Historic house in Utah, United States

The Johnson–Hansen House is a historic house located in Provo, Utah, United States, that is listed on the National Register of Historic Places.

==Description==
Located at 485 East 400 South, the Neils Johnson home is both architecturally and historically significant. "The log cabin, brick house, and garage, built between 1870 and 1938, describe settlement patterns and periods of development in Provo. Linking the brick historic home with a "modern" garage through the log cabin symbolizes the connection between past, present, and future. These structures are architecturally significant as excellent examples of local 1870s architecture and as a unique, late 1930s blend of nostalgic and modern influences on residential design (Historic Provo p. 25)."

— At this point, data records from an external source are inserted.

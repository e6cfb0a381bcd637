//! Shutdown coordination.

use std::future::Future;

use tokio::sync::broadcast;
use tokio::task::JoinHandle;

/// Broadcasts one shutdown signal to every subscribed task. Clones share the channel.
#[derive(Debug, Clone)]
pub struct Shutdown {
    tx: broadcast::Sender<()>,
}

impl Shutdown {
    pub fn new() -> Self {
        let (tx, _) = broadcast::channel(1);
        Self { tx }
    }

    pub fn subscribe(&self) -> broadcast::Receiver<()> {
        self.tx.subscribe()
    }

    pub fn trigger(&self) {
        let _ = self.tx.send(());
    }

    /// Subscribers still waiting.
    pub fn receiver_count(&self) -> usize {
        self.tx.receiver_count()
    }

    /// Resolves once `trigger` is called after this point.
    pub fn signal(&self) -> impl Future<Output = ()> + Send + 'static {
        let mut rx = self.subscribe();
        async move {
            let _ = rx.recv().await;
        }
    }

    /// Trigger on Ctrl+C.
    pub fn trigger_on_ctrl_c(&self) -> JoinHandle<()> {
        let shutdown = self.clone();
        tokio::spawn(async move {
            match tokio::signal::ctrl_c().await {
                Ok(()) => {
                    tracing::info!("Shutdown signal received");
                    shutdown.trigger();
                }
                Err(e) => tracing::error!(error = %e, "Failed to install Ctrl+C handler"),
            }
        })
    }
}

impl Default for Shutdown {
    fn default() -> Self {
        Self::new()
    }
}
//! Upstream origin selection.
//!
//! # Data Flow
//! ```text
//! forward() called
//!     → round_robin.rs (rotate through configured base origins)
//!     → get_upstream option may replace the pick
//!     → URL composer resolves the source against the chosen origin
//! ```

pub mod round_robin;

pub use round_robin::RoundRobin;

/// Strategy choosing the base origin for the next forwarded call.
pub trait OriginSelector: Send + Sync {
    /// `None` when no base origin is configured.
    fn next_origin(&self) -> Option<&str>;
}
//! Forwarding orchestrator.
//!
//! # Data Flow
//! ```text
//! Inbound request + source + ForwardOptions
//!     → method, upstream origin, destination URL (cached)
//!     → headers: pseudo-filter, hop-by-hop strip, host, body headers, rewrite_request_headers
//!     → query string, body (body.rs)
//!     → Retrier over the configured transport
//!     → Ok: strip response hop-by-hop headers, rewrite_headers, on_response or stream back
//!     → Err: on_error or the JSON error document
//! ```
//!
//! # Design Decisions
//! - Programmer errors are returned to the caller before any socket is opened
//! - Transport failures always become a response, never an `Err`
//! - Dropping the `forward` future aborts the in-flight upstream exchange

pub mod body;
pub mod options;
pub mod reply;

use std::sync::atomic::{AtomicBool, Ordering};
use std::sync::Arc;
use std::time::Instant;

use axum::{
    body::Body,
    http::{header, HeaderValue, Method, Version},
    response::Response,
};
use futures_util::TryStreamExt;
use url::Url;

use crate::config::validation::validate_forwarding;
use crate::config::ForwardingConfig;
use crate::error::{ForwardError, SetupError};
use crate::http::request::request_id;
use crate::http::headers::{copy_headers, filter_pseudo_headers, strip_hop_by_hop_headers};
use crate::http::url::{compose, host_header, is_unix, resolve_query};
use crate::http::url_cache::UrlCache;
use crate::load_balancer::{OriginSelector, RoundRobin};
use crate::observability::metrics;
use crate::resilience::{Retrier, RetryPolicy};
use crate::transport::{
    DispatchOutcome, OutboundRequest, Ownership, PooledTransport, RequestHead, Transport,
};

pub use body::{InboundBody, InboundRequest};
pub use options::{ForwardOptions, QueryString, ReplacementBody};
pub use reply::Reply;

/// Handle to a configured forwarding core. Clones share the transport.
#[derive(Clone, Debug)]
pub struct Forwarder {
    inner: Arc<Inner>,
}

#[derive(Debug)]
struct Inner {
    config: ForwardingConfig,
    transport: Transport,
    origins: RoundRobin,
    cache: Option<UrlCache>,
    retry_methods: Vec<Method>,
    encode: Vec<String>,
    closed: AtomicBool,
}

/// Builds a [`Forwarder`], optionally around a caller-supplied pooled dispatcher.
pub struct ForwarderBuilder {
    config: ForwardingConfig,
    pooled: Option<(reqwest::Client, Ownership)>,
}

impl ForwarderBuilder {
    pub fn new(config: ForwardingConfig) -> Self {
        Self { config, pooled: None }
    }

    /// Use `client` as the pooled dispatcher. Borrowed clients survive `close`.
    /// Ignored when the configuration selects another strategy.
    pub fn pooled_dispatcher(mut self, client: reqwest::Client, ownership: Ownership) -> Self {
        self.pooled = Some((client, ownership));
        self
    }

    pub fn build(self) -> Result<Forwarder, SetupError> {
        let config = self.config;
        validate_forwarding(&config).map_err(SetupError::Config)?;

        let injected = config.http2.is_none() && config.http.is_none() && config.pooled.enabled;
        let transport = match self.pooled {
            Some((client, ownership)) if injected => {
                Transport::Pooled(PooledTransport::from_client(client, ownership, &config.pooled))
            }
            _ => Transport::from_config(&config)?,
        };

        let retry_methods = config
            .retry_methods
            .iter()
            .filter_map(|m| Method::from_bytes(m.to_ascii_uppercase().as_bytes()).ok())
            .collect();

        let mut encode: Vec<String> = config
            .content_types_to_encode
            .iter()
            .map(|ct| body::essence(ct))
            .collect();
        if !encode.iter().any(|ct| ct == "application/json") {
            encode.push("application/json".to_string());
        }

        let cache = (!config.disable_cache).then(|| UrlCache::new(config.cache_urls));

        tracing::info!(
            transport = transport.name(),
            origins = ?config.bases(),
            cache = cache.is_some(),
            "Forwarder configured"
        );

        Ok(Forwarder {
            inner: Arc::new(Inner {
                origins: RoundRobin::new(config.bases()),
                transport,
                cache,
                retry_methods,
                encode,
                closed: AtomicBool::new(false),
                config,
            }),
        })
    }
}

impl Forwarder {
    pub fn new(config: ForwardingConfig) -> Result<Self, SetupError> {
        ForwarderBuilder::new(config).build()
    }

    pub fn builder(config: ForwardingConfig) -> ForwarderBuilder {
        ForwarderBuilder::new(config)
    }

    pub fn config(&self) -> &ForwardingConfig {
        &self.inner.config
    }

    /// Name of the active transport strategy.
    pub fn transport_name(&self) -> &'static str {
        self.inner.transport.name()
    }

    pub fn is_closed(&self) -> bool {
        self.inner.closed.load(Ordering::Acquire)
    }

    /// Pre-listen compatibility check against the content types the host parses.
    /// Returns the ones whose parsed bodies cannot be forwarded.
    pub fn on_ready<S: AsRef<str>>(&self, parsed_content_types: &[S]) -> Vec<String> {
        let incompatible: Vec<String> = parsed_content_types
            .iter()
            .map(|ct| body::essence(ct.as_ref()))
            .filter(|ct| !self.inner.encode.contains(ct))
            .collect();
        for content_type in &incompatible {
            tracing::warn!(
                content_type = %content_type,
                "Host parses a content type that is not re-encoded; such bodies cannot be forwarded"
            );
        }
        incompatible
    }

    /// Teardown: closes the transport, destroying owned agents, sessions and dispatchers.
    pub async fn close(&self) {
        if self.inner.closed.swap(true, Ordering::AcqRel) {
            return;
        }
        tracing::debug!(transport = self.transport_name(), "Closing forwarder");
        self.inner.transport.close().await;
    }

    /// Forward `request` upstream. `source` defaults to the inbound path and query.
    ///
    /// Transport failures are rendered through `on_error` into the returned response;
    /// `Err` carries programmer errors only.
    pub async fn forward(
        &self,
        request: impl Into<InboundRequest>,
        source: Option<&str>,
        options: ForwardOptions,
    ) -> Result<Response, ForwardError> {
        let start = Instant::now();
        let InboundRequest { parts, body: inbound_body } = request.into();
        let ForwardOptions {
            method,
            query_string,
            content_type,
            body: replacement,
            on_response,
            on_error,
            rewrite_request_headers,
            rewrite_headers,
            get_upstream,
            validate_response,
            retries_count,
            max_retries_on_503,
            retry_delay,
            timeout,
        } = options;

        let method = method.unwrap_or_else(|| parts.method.clone());
        let source = match source {
            Some(source) => source.to_string(),
            None => parts
                .uri
                .path_and_query()
                .map(|pq| pq.as_str().to_string())
                .unwrap_or_else(|| "/".to_string()),
        };

        let base = self.inner.origins.next_origin();
        let origin = match &get_upstream {
            Some(get_upstream) => Some(get_upstream(&parts, base)),
            None => base.map(str::to_string),
        };
        let mut url = self.destination(&source, origin.as_deref())?;
        let transport = &self.inner.transport;
        if is_unix(&url) && !transport.supports_unix_sockets() {
            return Err(ForwardError::UnixSocketUnsupported(transport.name()));
        }

        // A `HeaderMap` never holds pseudo-headers, so this is a plain copy for hyper
        // frontends; the filter matters for raw pairs from other multiplexed frontends.
        let mut headers = if parts.version == Version::HTTP_2 {
            filter_pseudo_headers(parts.headers.iter().map(|(n, v)| (n.as_str(), v.as_bytes())))
        } else {
            parts.headers.clone()
        };
        strip_hop_by_hop_headers(&mut headers);
        let host = HeaderValue::from_str(&host_header(&url))
            .map_err(|_| ForwardError::InvalidSource(source.clone()))?;
        headers.insert(header::HOST, host);

        let query = resolve_query(&url, &parts.uri, &parts, query_string.as_ref());
        url.set_query(query.as_deref());

        let body = body::resolve_body(
            &method,
            inbound_body,
            replacement,
            content_type.as_deref(),
            &self.inner.encode,
            &mut headers,
        )?;

        if let Some(rewrite) = &rewrite_request_headers {
            headers = rewrite(&parts, headers);
        }

        let log = !self.inner.config.disable_request_logging;
        let request_id = request_id(&parts.headers).unwrap_or("unknown").to_string();
        if log {
            tracing::info!(
                request_id = %request_id,
                source = %source,
                method = %method,
                url = %url,
                transport = transport.name(),
                "fetching from remote server"
            );
        }

        let policy = RetryPolicy {
            retry_methods: self.inner.retry_methods.clone(),
            retries_count: retries_count.unwrap_or(self.inner.config.retries_count),
            max_retries_on_503: max_retries_on_503.unwrap_or(self.inner.config.max_retries_on_503),
            custom: retry_delay,
        };
        let outbound = OutboundRequest {
            head: RequestHead {
                method: method.clone(),
                url: url.clone(),
                headers,
                timeout,
            },
            body,
        };

        let mut retrier = Retrier::new(transport, transport.name(), &policy);
        let result = retrier.run(outbound).await;

        let result = match result {
            Ok(outcome) => match &validate_response {
                Some(validate) if !validate(&outcome) => {
                    outcome.discard();
                    Err(ForwardError::BadGateway)
                }
                _ => Ok(outcome),
            },
            Err(err) => Err(err),
        };

        let reply = Reply::new();
        match result {
            Ok(outcome) => {
                let DispatchOutcome {
                    status,
                    version,
                    mut headers,
                    body,
                } = outcome;
                if log {
                    tracing::info!(
                        request_id = %request_id,
                        status = status.as_u16(),
                        attempts = retrier.state().attempt + 1,
                        elapsed_ms = start.elapsed().as_millis() as u64,
                        "response received"
                    );
                }
                metrics::record_forward(method.as_str(), status.as_u16(), transport.name(), start);

                strip_hop_by_hop_headers(&mut headers);
                let headers = match &rewrite_headers {
                    Some(rewrite) => rewrite(headers, &parts),
                    None => headers,
                };
                let mut reply = reply;
                reply.set_status(status);
                copy_headers(&headers, reply.headers_mut());

                match &on_response {
                    Some(on_response) => Ok(on_response(
                        &parts,
                        reply,
                        DispatchOutcome {
                            status,
                            version,
                            headers,
                            body,
                        },
                    )),
                    None => Ok(reply.send(observed_body(body, url))),
                }
            }
            Err(err) if err.is_programmer_error() => Err(err),
            Err(err) => {
                if log {
                    tracing::warn!(
                        request_id = %request_id,
                        error = %err,
                        code = err.code(),
                        url = %url,
                        "response errored"
                    );
                }
                metrics::record_error(err.code());
                metrics::record_forward(method.as_str(), err.status().as_u16(), transport.name(), start);
                match &on_error {
                    Some(on_error) => Ok(on_error(reply, err)),
                    None => Ok(reply.send_error(&err)),
                }
            }
        }
    }

    fn destination(&self, source: &str, origin: Option<&str>) -> Result<Url, ForwardError> {
        let Some(cache) = &self.inner.cache else {
            return compose(source, origin);
        };
        let key = UrlCache::key(origin, source);
        if let Some(url) = cache.get(&key) {
            return Ok(url);
        }
        let url = compose(source, origin)?;
        cache.insert(key, url.clone());
        Ok(url)
    }
}

/// Response body that logs an upstream failure once the response has started.
fn observed_body(body: Body, url: Url) -> Body {
    Body::from_stream(body.into_data_stream().inspect_err(move |err| {
        tracing::warn!(url = %url, error = %err, "upstream body failed mid-response");
    }))
}
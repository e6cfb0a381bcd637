//! Configuration validation.
//!
//! # Responsibilities
//! - Semantic validation (serde handles syntactic)
//! - Check base origins parse and use a supported scheme
//! - Reject combinations a transport cannot serve (unix sockets over HTTP/2)
//! - Validate value ranges (cache capacity, pipelining)
//!
//! # Design Decisions
//! - Returns all validation errors, not just first
//! - Validation is pure function: config → Result<(), Vec<ValidationError>>
//! - Runs before config is accepted into the system

use axum::http::Method;
use url::Url;

use crate::config::schema::{ForwardingConfig, ProxyConfig};

/// A single semantic problem in a configuration.
#[derive(Debug, Clone, PartialEq, Eq)]
pub struct ValidationError {
    pub field: String,
    pub message: String,
}

impl ValidationError {
    fn new(field: impl Into<String>, message: impl Into<String>) -> Self {
        Self {
            field: field.into(),
            message: message.into(),
        }
    }
}

impl std::fmt::Display for ValidationError {
    fn fmt(&self, f: &mut std::fmt::Formatter<'_>) -> std::fmt::Result {
        write!(f, "{}: {}", self.field, self.message)
    }
}

const SCHEMES: [&str; 4] = ["http", "https", "unix+http", "unix+https"];

/// Validate the standalone proxy configuration.
pub fn validate_config(config: &ProxyConfig) -> Result<(), Vec<ValidationError>> {
    let mut errors = match validate_forwarding(&config.forwarding) {
        Ok(()) => Vec::new(),
        Err(errors) => errors,
    };

    if config.forwarding.bases().is_empty() {
        errors.push(ValidationError::new(
            "forwarding.base",
            "the standalone server needs at least one base origin",
        ));
    }
    if config.listener.bind_address.parse::<std::net::SocketAddr>().is_err() {
        errors.push(ValidationError::new(
            "listener.bind_address",
            format!("{:?} is not a socket address", config.listener.bind_address),
        ));
    }

    if errors.is_empty() {
        Ok(())
    } else {
        Err(errors)
    }
}

/// Validate forwarding registration options.
pub fn validate_forwarding(config: &ForwardingConfig) -> Result<(), Vec<ValidationError>> {
    let mut errors = Vec::new();
    let pooled_selected = config.http2.is_none() && config.http.is_none() && config.pooled.enabled;

    if matches!(&config.base, Some(crate::config::BaseOrigins::Many(list)) if list.is_empty()) {
        errors.push(ValidationError::new("base", "origin list is empty"));
    }

    for (i, base) in config.bases().iter().enumerate() {
        let field = format!("base[{i}]");
        match Url::parse(base) {
            Ok(url) if !SCHEMES.contains(&url.scheme()) => {
                errors.push(ValidationError::new(field, format!("unsupported scheme {:?}", url.scheme())));
            }
            Ok(url) if url.scheme().starts_with("unix+") => {
                if config.http2.is_some() {
                    errors.push(ValidationError::new(field, "unix sockets are not supported over HTTP/2"));
                } else if pooled_selected {
                    errors.push(ValidationError::new(
                        field,
                        "unix sockets are not supported by the pooled dispatcher; configure `http`",
                    ));
                }
            }
            Ok(url) if url.host_str().is_none() => {
                errors.push(ValidationError::new(field, "origin has no host"));
            }
            Ok(_) => {}
            Err(e) => errors.push(ValidationError::new(field, format!("invalid URL: {e}"))),
        }
    }

    if !config.disable_cache && config.cache_urls == 0 {
        errors.push(ValidationError::new(
            "cache_urls",
            "must be greater than 0 unless disable_cache is set",
        ));
    }

    for method in &config.retry_methods {
        if Method::from_bytes(method.as_bytes()).is_err() {
            errors.push(ValidationError::new("retry_methods", format!("{method:?} is not a method")));
        }
    }

    if config.pooled.pipelining == 0 {
        errors.push(ValidationError::new("pooled.pipelining", "must be at least 1"));
    }
    if let Some(proxy) = &config.pooled.proxy {
        if Url::parse(proxy).is_err() {
            errors.push(ValidationError::new("pooled.proxy", format!("{proxy:?} is not a URL")));
        }
    }

    if errors.is_empty() {
        Ok(())
    } else {
        Err(errors)
    }
}

#[cfg(test)]
mod tests {
    use super::*;
    use crate::config::schema::{BaseOrigins, Http1Config, Http2Config};

    #[test]
    fn default_forwarding_is_valid() {
        assert!(validate_forwarding(&ForwardingConfig::default()).is_ok());
    }

    #[test]
    fn collects_every_error() {
        let mut config = ForwardingConfig::with_base("ftp://files.test");
        config.cache_urls = 0;
        config.retry_methods.push("NOT A METHOD".into());
        config.pooled.pipelining = 0;

        let errors = validate_forwarding(&config).unwrap_err();
        assert_eq!(errors.len(), 4, "{errors:?}");
    }

    #[test]
    fn unix_base_needs_http1() {
        let mut config = ForwardingConfig::with_base("unix+http://%2Ftmp%2Fapp.sock/");
        assert!(validate_forwarding(&config).is_err(), "pooled is the default strategy");

        config.http = Some(Http1Config::default());
        assert!(validate_forwarding(&config).is_ok());

        config.http2 = Some(Http2Config::default());
        assert!(validate_forwarding(&config).is_err());
    }

    #[test]
    fn server_requires_base() {
        let config = ProxyConfig::default();
        let errors = validate_config(&config).unwrap_err();
        assert!(errors.iter().any(|e| e.field == "forwarding.base"));

        let mut config = ProxyConfig::default();
        config.forwarding.base = Some(BaseOrigins::Many(vec!["http://a.test".into()]));
        assert!(validate_config(&config).is_ok());
    }
}
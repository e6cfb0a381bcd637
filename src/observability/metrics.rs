//! Metrics collection and exposition.
//!
//! # Metrics
//! - `forward_requests_total` (counter): forwarded calls by method, status, transport
//! - `forward_request_duration_seconds` (histogram): latency until the response head
//! - `forward_retries_total` (counter): scheduled retries by transport and reason
//! - `forward_errors_total` (counter): terminal errors by external code
//! - `forward_http2_sessions_total` (counter): HTTP/2 session events
//!
//! Without an installed recorder every call is a no-op.

use std::net::SocketAddr;
use std::time::Instant;

use metrics::{counter, histogram};
use metrics_exporter_prometheus::PrometheusBuilder;

/// Install the Prometheus recorder and its scrape listener.
pub fn init_metrics(addr: SocketAddr) {
    match PrometheusBuilder::new().with_http_listener(addr).install() {
        Ok(()) => tracing::info!(address = %addr, "Metrics endpoint listening"),
        Err(e) => tracing::error!(address = %addr, error = %e, "Failed to install metrics exporter"),
    }
}

pub fn record_forward(method: &str, status: u16, transport: &'static str, start: Instant) {
    counter!(
        "forward_requests_total",
        "method" => method.to_string(),
        "status" => status.to_string(),
        "transport" => transport
    )
    .increment(1);
    histogram!("forward_request_duration_seconds", "transport" => transport)
        .record(start.elapsed().as_secs_f64());
}

pub fn record_retry(transport: &'static str, reason: &'static str) {
    counter!("forward_retries_total", "transport" => transport, "reason" => reason).increment(1);
}

pub fn record_error(code: &'static str) {
    counter!("forward_errors_total", "code" => code).increment(1);
}

pub fn record_session(event: &'static str) {
    counter!("forward_http2_sessions_total", "event" => event).increment(1);
}
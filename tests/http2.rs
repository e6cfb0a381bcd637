//! HTTP/2 strategy against a prior-knowledge HTTP/2 upstream.

use std::sync::atomic::Ordering;
use std::time::Duration;

use axum::http::StatusCode;

use http_forwarder::config::{ForwardingConfig, Http2Config};
use http_forwarder::{ForwardOptions, Forwarder};

mod common;

fn http2_forwarder(addr: std::net::SocketAddr, config: Http2Config) -> Forwarder {
    let mut forwarding = ForwardingConfig::with_base(format!("http://{addr}"));
    forwarding.http2 = Some(config);
    Forwarder::new(forwarding).unwrap()
}

#[tokio::test]
async fn forwards_over_one_session() {
    let upstream = common::start_echo_upstream().await;
    let forwarder = http2_forwarder(upstream, Http2Config::default());
    assert_eq!(forwarder.transport_name(), "http2");

    for path in ["/first", "/second"] {
        let response = forwarder.forward(common::get(path), None, ForwardOptions::new()).await.unwrap();
        assert_eq!(response.status(), StatusCode::OK);
        let echo = common::json_body(response).await;
        assert_eq!(echo["version"], "HTTP/2.0");
        assert_eq!(echo["path"], path);
        assert!(echo["headers"].get("connection").is_none());
    }
    forwarder.close().await;
}

#[tokio::test]
async fn concurrent_streams_share_the_session() {
    let upstream = common::start_echo_upstream().await;
    let forwarder = http2_forwarder(upstream, Http2Config::default());

    let calls = (0..8).map(|i| {
        let forwarder = forwarder.clone();
        async move {
            let path = format!("/stream/{i}");
            let response = forwarder
                .forward(common::get(&path), None, ForwardOptions::new())
                .await
                .unwrap();
            common::json_body(response).await["path"] == path.as_str()
        }
    });
    let results = futures_util::future::join_all(calls).await;
    assert!(results.into_iter().all(|ok| ok));
}

#[tokio::test]
async fn disabled_request_timeout_waits_for_slow_upstream() {
    let upstream = common::start_echo_upstream().await;
    let forwarder = http2_forwarder(
        upstream,
        Http2Config {
            request_timeout_ms: 0,
            session_timeout_ms: 10_000,
            ..Http2Config::default()
        },
    );

    let response = forwarder
        .forward(common::get("/slow/300"), None, ForwardOptions::new())
        .await
        .unwrap();
    assert_eq!(response.status(), StatusCode::OK);
    assert_eq!(common::text_body(response).await, "slow");
}

#[tokio::test]
async fn request_timeout_cancels_only_its_stream() {
    let upstream = common::start_echo_upstream().await;
    let forwarder = http2_forwarder(
        upstream,
        Http2Config {
            request_timeout_ms: 100,
            ..Http2Config::default()
        },
    );

    let response = forwarder
        .forward(common::get("/slow/1000"), None, ForwardOptions::new())
        .await
        .unwrap();
    assert_eq!(response.status(), StatusCode::GATEWAY_TIMEOUT);
    let error = common::json_body(response).await;
    assert_eq!(error["code"], "FORWARD_GATEWAY_TIMEOUT");

    let response = forwarder
        .forward(common::get("/after"), None, ForwardOptions::new())
        .await
        .unwrap();
    assert_eq!(response.status(), StatusCode::OK);
}

#[tokio::test]
async fn session_timeout_is_enforced_and_session_recreated() {
    let upstream = common::start_echo_upstream().await;
    let forwarder = http2_forwarder(
        upstream,
        Http2Config {
            request_timeout_ms: 0,
            session_timeout_ms: 100,
            ..Http2Config::default()
        },
    );

    let response = forwarder
        .forward(common::get("/slow/1000"), None, ForwardOptions::new())
        .await
        .unwrap();
    assert_eq!(response.status(), StatusCode::GATEWAY_TIMEOUT);
    let error = common::json_body(response).await;
    assert_eq!(error["code"], "FORWARD_GATEWAY_TIMEOUT");
    assert_eq!(error["message"], "HTTP/2 session timed out");

    let response = forwarder
        .forward(common::get("/again"), None, ForwardOptions::new())
        .await
        .unwrap();
    assert_eq!(response.status(), StatusCode::OK);
    let echo = common::json_body(response).await;
    assert_eq!(echo["path"], "/again");
}

#[tokio::test]
async fn unreachable_origin_is_service_unavailable() {
    let forwarder = http2_forwarder("127.0.0.1:1".parse().unwrap(), Http2Config::default());
    let response = forwarder.forward(common::get("/"), None, ForwardOptions::new()).await.unwrap();
    assert_eq!(response.status(), StatusCode::SERVICE_UNAVAILABLE);
}

#[tokio::test]
async fn session_is_recreated_after_goaway() {
    let (upstream, accepted, closed) = common::start_goaway_h2_upstream().await;
    let forwarder = http2_forwarder(upstream, Http2Config::default());

    let response = forwarder.forward(common::get("/first"), None, ForwardOptions::new()).await.unwrap();
    assert_eq!(response.status(), StatusCode::OK);
    assert_eq!(common::text_body(response).await, "/first");

    common::wait_for(&closed, 1).await;
    tokio::time::sleep(Duration::from_millis(100)).await;

    let response = forwarder.forward(common::get("/second"), None, ForwardOptions::new()).await.unwrap();
    assert_eq!(response.status(), StatusCode::OK);
    assert_eq!(common::text_body(response).await, "/second");
    assert_eq!(accepted.load(Ordering::SeqCst), 2);
}

#[tokio::test]
async fn stalled_handshake_is_bounded_by_request_timeout() {
    let (addr, _) = common::start_silent_listener().await;
    let mut forwarding = ForwardingConfig::with_base(format!("https://{addr}"));
    forwarding.http2 = Some(Http2Config {
        request_timeout_ms: 200,
        ..Http2Config::default()
    });
    let forwarder = Forwarder::new(forwarding).unwrap();

    for _ in 0..2 {
        let response = tokio::time::timeout(
            Duration::from_secs(3),
            forwarder.forward(common::get("/"), None, ForwardOptions::new()),
        )
        .await
        .expect("dispatch finished")
        .unwrap();
        assert_eq!(response.status(), StatusCode::GATEWAY_TIMEOUT);
    }
}

#[tokio::test]
async fn stalled_handshake_times_out_and_reconnects() {
    let (addr, accepts) = common::start_silent_listener().await;
    let mut forwarding = ForwardingConfig::with_base(format!("https://{addr}"));
    forwarding.http2 = Some(Http2Config {
        request_timeout_ms: 0,
        connect_timeout_ms: 200,
        ..Http2Config::default()
    });
    let forwarder = Forwarder::new(forwarding).unwrap();

    for attempt in 1..=2 {
        let response = tokio::time::timeout(
            Duration::from_secs(3),
            forwarder.forward(common::get("/"), None, ForwardOptions::new()),
        )
        .await
        .expect("dispatch finished")
        .unwrap();
        assert_eq!(response.status(), StatusCode::SERVICE_UNAVAILABLE);
        assert_eq!(accepts.load(Ordering::SeqCst), attempt);
    }
}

===The plat of the City of Zion===
Provo was first occupied in 1849 when the first fort was built. People began moving outside the fort in 1850-51, and when two canals were dug to irrigate the fields in the 1850s, agriculture was the primary industry. Utah settlement patterns were based on the plat of the City of Zion that was outlined by the Mormon prophet Joseph Smith. The plan, though not fully implemented, served as a model for Mormon settlements across the west under the direction of Brigham Young. The plats were strictly organized, being one mile square, ten acres each and forty rods square, and the lots were laid off alternately within the squares, setting up what were considered to be garden views from the houses. There was to be space for each house to have a small yard in the front, and the houses were to be built primarily of stone and brick. The towns were set out in a grid pattern with the public buildings and church located in the center of town, surrounded by residences, with the outlying areas being used as farmlands. The plat of Zion's design is described in the following:

"As soon as it was considered safe to move out of the fort, instead of making a home on his piece of land as the ordinary pioneer farmer would have done, the Provo settler, following the advice of President Young and the example of the older colony, selected a site and made his home in the platted part of the city. Each family had a quarter of a block -- perhaps more -- on which was the dwelling house... Each morning the farmer and his sons went to their work on the farm, returning to their town home in the evening."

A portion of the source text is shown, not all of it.